▶ [ASSIGNMENT]: Starting from the first line below, count every line holding the word "LocalWallet", then state the total alone.

▶ [SUPPLIED DATA]:

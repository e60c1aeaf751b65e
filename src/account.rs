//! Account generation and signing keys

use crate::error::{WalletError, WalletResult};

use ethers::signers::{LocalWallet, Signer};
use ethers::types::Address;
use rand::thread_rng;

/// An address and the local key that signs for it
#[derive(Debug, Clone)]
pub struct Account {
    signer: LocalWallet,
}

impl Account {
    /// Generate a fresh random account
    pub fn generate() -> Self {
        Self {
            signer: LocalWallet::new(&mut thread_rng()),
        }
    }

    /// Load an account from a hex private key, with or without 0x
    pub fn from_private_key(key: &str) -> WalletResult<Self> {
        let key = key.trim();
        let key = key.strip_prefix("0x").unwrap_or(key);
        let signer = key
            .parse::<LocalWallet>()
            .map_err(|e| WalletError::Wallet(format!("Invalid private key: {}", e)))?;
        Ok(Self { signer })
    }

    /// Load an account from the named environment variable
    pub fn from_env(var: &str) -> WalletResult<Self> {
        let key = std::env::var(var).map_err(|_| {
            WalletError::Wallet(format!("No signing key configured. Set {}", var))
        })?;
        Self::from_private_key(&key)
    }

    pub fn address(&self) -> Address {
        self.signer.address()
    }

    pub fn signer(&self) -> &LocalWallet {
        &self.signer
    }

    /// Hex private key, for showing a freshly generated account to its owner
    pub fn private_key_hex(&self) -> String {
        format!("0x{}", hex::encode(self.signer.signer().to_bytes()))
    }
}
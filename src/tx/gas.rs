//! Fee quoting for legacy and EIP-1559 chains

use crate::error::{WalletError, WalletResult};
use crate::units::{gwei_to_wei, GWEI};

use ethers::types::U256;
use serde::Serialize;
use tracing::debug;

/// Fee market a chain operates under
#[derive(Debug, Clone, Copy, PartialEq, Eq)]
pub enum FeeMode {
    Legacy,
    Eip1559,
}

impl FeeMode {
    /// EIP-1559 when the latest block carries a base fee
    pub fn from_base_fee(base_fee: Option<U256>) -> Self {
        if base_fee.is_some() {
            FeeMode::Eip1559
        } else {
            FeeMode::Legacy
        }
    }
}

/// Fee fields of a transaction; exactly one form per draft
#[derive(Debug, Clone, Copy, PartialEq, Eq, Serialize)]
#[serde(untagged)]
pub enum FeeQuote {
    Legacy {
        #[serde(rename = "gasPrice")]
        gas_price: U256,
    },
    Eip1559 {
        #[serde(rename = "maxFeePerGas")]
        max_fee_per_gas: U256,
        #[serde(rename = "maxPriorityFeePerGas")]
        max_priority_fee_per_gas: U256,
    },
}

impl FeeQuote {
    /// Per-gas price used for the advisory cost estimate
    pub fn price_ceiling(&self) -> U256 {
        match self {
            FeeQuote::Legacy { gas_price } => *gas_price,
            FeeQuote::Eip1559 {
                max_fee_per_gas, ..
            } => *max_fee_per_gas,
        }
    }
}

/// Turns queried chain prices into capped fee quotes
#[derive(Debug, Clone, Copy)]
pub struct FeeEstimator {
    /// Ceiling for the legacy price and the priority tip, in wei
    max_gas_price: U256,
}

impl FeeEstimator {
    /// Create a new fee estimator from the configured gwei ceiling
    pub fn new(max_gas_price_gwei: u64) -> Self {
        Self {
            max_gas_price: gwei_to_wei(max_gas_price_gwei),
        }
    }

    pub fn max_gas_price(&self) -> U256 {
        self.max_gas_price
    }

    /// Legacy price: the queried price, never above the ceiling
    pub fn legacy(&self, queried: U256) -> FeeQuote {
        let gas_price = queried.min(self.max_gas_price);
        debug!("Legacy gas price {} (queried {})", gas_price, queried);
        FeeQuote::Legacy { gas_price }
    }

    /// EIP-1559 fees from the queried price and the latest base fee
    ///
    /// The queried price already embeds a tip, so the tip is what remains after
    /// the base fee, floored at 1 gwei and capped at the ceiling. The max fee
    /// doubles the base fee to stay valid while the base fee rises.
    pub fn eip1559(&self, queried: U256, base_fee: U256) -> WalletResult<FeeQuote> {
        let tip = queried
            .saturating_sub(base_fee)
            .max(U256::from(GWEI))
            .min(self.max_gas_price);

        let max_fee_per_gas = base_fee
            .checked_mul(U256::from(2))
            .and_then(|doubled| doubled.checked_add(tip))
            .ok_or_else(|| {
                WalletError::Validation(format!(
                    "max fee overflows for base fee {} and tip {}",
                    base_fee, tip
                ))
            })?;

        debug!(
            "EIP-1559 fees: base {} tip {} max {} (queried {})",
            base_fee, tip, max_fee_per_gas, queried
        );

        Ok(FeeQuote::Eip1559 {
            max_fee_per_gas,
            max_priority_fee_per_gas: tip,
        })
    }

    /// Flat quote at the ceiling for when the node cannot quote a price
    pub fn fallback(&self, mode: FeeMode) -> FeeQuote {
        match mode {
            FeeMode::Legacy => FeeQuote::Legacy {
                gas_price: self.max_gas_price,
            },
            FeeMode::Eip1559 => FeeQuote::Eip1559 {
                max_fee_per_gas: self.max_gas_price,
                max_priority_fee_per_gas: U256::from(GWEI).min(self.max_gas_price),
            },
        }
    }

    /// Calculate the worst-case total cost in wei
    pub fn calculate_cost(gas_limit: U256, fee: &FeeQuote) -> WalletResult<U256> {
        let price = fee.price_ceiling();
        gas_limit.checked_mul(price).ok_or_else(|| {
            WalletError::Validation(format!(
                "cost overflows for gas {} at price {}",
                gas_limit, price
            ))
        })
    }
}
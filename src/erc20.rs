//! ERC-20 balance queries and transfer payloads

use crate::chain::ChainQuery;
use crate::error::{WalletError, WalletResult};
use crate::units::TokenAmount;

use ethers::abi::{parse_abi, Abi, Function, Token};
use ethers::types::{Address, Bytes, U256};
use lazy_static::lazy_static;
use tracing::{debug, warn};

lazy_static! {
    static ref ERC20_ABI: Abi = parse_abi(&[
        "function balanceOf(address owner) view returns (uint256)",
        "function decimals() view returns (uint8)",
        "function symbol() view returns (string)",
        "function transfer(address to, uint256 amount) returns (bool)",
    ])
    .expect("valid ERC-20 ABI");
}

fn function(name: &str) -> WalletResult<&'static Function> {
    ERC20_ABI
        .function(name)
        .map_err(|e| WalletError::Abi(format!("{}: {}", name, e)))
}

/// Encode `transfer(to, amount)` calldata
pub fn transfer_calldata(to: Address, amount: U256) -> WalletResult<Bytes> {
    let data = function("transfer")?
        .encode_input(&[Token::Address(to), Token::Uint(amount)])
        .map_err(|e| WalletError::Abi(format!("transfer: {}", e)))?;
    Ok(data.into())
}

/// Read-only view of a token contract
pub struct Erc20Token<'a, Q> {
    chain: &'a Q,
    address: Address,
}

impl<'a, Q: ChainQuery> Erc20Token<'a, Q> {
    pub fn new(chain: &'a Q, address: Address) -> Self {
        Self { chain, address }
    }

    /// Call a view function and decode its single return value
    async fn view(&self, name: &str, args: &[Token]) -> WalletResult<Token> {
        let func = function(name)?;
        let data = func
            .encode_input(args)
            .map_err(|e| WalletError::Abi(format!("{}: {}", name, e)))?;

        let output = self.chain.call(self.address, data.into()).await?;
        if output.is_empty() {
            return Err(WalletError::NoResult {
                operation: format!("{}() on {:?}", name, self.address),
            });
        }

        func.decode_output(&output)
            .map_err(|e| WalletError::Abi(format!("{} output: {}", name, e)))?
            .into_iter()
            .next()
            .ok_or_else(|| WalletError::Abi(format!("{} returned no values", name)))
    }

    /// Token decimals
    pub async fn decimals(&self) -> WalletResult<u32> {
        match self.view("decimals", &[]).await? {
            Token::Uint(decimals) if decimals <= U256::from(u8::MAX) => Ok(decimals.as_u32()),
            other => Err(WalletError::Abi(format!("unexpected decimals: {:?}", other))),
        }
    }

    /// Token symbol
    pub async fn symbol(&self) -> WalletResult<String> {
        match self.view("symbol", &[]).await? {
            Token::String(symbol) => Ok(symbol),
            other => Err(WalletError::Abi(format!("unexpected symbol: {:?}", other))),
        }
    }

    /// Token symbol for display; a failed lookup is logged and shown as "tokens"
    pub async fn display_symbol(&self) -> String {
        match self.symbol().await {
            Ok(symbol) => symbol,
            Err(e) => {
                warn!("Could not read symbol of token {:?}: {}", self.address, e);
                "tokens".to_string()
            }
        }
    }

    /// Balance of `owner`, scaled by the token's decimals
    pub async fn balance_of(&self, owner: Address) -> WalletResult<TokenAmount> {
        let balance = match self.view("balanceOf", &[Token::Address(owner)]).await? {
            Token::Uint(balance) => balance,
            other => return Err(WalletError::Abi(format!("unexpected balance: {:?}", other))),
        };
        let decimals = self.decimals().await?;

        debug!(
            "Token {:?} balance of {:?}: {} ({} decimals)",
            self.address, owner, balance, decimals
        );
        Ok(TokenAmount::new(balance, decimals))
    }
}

▶ [SOLUTION TO THE EXERCISE]: 5